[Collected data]
Content starts

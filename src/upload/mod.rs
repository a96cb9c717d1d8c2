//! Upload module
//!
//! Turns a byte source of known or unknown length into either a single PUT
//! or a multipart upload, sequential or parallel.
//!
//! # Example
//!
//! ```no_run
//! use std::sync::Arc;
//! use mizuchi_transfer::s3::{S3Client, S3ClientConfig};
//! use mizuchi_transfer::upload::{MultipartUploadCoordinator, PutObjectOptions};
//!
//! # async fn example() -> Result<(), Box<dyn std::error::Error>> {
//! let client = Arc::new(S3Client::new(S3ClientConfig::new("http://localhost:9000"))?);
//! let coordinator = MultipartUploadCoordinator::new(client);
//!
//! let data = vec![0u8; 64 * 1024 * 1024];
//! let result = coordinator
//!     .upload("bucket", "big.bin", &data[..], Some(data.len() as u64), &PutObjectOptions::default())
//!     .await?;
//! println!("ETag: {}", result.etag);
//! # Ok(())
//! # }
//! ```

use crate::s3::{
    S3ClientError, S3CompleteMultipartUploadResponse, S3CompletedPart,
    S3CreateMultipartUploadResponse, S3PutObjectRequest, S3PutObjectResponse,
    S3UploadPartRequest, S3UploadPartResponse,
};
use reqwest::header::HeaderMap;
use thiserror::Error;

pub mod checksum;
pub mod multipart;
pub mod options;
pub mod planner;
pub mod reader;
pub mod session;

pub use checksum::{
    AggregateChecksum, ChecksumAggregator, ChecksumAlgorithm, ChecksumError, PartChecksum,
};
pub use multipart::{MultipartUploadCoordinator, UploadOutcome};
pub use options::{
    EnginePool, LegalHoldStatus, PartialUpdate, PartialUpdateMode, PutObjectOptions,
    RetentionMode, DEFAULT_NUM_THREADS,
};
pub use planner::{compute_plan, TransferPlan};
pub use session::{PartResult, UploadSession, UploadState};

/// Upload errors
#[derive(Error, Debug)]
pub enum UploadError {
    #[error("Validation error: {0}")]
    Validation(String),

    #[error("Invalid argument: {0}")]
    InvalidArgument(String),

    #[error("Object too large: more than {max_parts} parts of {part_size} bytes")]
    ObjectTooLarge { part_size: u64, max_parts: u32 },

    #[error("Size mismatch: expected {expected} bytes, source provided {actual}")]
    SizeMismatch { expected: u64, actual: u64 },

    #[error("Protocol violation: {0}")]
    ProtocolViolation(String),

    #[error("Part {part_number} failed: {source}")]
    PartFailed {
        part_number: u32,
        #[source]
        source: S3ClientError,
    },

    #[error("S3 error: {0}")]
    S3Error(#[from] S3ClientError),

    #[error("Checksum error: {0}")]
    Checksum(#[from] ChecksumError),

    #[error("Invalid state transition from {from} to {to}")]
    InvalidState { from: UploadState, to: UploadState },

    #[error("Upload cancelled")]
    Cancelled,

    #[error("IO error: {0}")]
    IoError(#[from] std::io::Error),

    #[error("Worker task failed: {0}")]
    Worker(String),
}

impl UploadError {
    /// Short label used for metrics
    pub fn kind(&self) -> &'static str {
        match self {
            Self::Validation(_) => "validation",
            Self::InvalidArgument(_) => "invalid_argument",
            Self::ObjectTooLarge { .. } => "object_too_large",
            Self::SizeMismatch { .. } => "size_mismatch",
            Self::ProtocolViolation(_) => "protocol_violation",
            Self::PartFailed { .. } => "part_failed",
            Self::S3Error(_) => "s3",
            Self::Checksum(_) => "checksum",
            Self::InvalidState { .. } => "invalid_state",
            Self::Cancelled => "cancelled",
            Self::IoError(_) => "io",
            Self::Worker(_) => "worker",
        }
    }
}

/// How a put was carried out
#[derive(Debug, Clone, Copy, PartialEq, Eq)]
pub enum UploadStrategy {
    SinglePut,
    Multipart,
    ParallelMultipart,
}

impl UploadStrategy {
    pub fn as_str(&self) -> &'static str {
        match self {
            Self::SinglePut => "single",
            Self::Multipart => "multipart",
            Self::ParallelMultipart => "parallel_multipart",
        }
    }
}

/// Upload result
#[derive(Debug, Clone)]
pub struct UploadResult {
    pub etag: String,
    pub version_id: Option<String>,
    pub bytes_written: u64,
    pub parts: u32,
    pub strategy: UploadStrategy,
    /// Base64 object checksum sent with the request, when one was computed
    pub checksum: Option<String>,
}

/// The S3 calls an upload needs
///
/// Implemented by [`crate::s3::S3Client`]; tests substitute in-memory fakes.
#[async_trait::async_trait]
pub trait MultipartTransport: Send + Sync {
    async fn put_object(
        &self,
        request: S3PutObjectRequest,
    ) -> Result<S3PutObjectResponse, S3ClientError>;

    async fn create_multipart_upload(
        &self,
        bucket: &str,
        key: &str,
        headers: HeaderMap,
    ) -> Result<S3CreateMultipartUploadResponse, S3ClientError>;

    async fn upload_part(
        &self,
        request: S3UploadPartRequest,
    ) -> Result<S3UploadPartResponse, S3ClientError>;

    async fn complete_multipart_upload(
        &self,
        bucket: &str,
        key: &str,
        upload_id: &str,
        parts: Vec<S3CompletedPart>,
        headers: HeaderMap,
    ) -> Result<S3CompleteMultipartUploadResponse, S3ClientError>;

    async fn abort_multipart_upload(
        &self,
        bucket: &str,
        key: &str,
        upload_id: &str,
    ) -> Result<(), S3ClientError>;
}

Content ends
Content starts

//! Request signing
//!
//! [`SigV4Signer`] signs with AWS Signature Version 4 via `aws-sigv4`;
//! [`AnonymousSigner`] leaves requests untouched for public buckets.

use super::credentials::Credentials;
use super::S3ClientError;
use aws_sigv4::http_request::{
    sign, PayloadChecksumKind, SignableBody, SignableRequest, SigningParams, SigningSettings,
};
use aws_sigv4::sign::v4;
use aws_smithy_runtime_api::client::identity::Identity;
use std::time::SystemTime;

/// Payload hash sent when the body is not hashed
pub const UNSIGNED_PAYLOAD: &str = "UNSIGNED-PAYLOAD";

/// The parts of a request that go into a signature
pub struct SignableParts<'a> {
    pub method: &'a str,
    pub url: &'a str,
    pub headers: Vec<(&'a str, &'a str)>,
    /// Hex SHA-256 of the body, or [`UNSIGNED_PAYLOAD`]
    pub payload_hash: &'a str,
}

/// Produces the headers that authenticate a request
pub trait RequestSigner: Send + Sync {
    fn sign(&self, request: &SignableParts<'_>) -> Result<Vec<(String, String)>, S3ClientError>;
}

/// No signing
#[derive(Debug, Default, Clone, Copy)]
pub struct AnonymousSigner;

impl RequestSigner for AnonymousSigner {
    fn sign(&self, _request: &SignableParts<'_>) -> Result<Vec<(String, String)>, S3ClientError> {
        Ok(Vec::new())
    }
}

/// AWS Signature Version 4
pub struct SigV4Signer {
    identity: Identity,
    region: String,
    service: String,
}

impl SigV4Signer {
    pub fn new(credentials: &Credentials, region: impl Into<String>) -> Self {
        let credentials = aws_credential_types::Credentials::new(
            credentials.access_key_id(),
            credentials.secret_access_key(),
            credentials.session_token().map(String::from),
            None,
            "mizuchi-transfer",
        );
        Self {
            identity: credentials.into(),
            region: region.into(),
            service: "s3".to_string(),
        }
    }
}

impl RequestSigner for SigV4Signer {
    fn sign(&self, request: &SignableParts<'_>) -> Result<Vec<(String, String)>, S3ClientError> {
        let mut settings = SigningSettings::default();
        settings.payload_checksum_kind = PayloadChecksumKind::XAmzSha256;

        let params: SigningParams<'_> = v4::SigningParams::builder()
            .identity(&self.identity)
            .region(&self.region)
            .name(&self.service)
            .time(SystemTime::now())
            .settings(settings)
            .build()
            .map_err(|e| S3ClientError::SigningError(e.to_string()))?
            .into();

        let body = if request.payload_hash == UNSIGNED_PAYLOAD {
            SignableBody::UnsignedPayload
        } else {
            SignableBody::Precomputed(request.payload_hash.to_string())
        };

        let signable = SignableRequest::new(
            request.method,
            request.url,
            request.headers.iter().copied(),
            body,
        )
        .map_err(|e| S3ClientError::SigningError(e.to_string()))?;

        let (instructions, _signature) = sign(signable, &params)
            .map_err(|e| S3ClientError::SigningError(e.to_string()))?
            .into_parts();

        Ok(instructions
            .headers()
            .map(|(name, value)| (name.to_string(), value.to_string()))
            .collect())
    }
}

Content ends

## YOUR OBJECTIVE:
Report how many lines of the data contain the word "identity", using the number alone.

## RESPONSE AREA:
4